If a line in the entries below contains the word "outcome", it counts; report how many such lines there are, and only that number.

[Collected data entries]
****************

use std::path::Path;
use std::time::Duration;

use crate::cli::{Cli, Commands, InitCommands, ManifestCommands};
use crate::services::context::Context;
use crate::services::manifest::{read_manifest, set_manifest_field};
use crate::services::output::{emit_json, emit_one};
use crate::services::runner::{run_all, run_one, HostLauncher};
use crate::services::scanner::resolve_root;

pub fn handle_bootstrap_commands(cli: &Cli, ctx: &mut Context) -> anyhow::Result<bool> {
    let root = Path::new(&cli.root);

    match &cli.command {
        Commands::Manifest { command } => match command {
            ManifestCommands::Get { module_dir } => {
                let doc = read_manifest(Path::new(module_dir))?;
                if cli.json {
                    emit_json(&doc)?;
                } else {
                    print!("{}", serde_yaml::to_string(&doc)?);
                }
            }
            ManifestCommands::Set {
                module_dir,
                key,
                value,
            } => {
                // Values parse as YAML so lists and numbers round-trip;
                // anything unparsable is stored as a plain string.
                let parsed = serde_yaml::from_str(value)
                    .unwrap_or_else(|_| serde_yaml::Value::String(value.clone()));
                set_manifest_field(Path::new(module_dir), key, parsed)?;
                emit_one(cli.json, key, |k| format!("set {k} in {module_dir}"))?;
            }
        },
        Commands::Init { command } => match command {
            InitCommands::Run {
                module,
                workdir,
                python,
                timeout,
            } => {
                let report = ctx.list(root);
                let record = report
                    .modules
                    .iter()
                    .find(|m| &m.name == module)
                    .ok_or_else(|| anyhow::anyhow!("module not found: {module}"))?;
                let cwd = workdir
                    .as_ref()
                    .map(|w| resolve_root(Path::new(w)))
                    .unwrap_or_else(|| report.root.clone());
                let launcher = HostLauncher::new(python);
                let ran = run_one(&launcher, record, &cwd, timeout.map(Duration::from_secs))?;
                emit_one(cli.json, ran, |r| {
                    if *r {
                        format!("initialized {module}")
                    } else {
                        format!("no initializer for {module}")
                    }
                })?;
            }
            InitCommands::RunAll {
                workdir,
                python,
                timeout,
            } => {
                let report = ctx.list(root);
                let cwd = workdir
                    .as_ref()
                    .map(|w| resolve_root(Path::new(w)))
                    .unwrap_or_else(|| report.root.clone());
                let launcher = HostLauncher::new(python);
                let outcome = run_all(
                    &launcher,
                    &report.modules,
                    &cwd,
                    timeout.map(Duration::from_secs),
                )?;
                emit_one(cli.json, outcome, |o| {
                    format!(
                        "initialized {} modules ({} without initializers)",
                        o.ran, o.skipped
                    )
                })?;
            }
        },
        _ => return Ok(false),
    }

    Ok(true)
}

****************

SOLUTION TO THIS PROBLEM - 2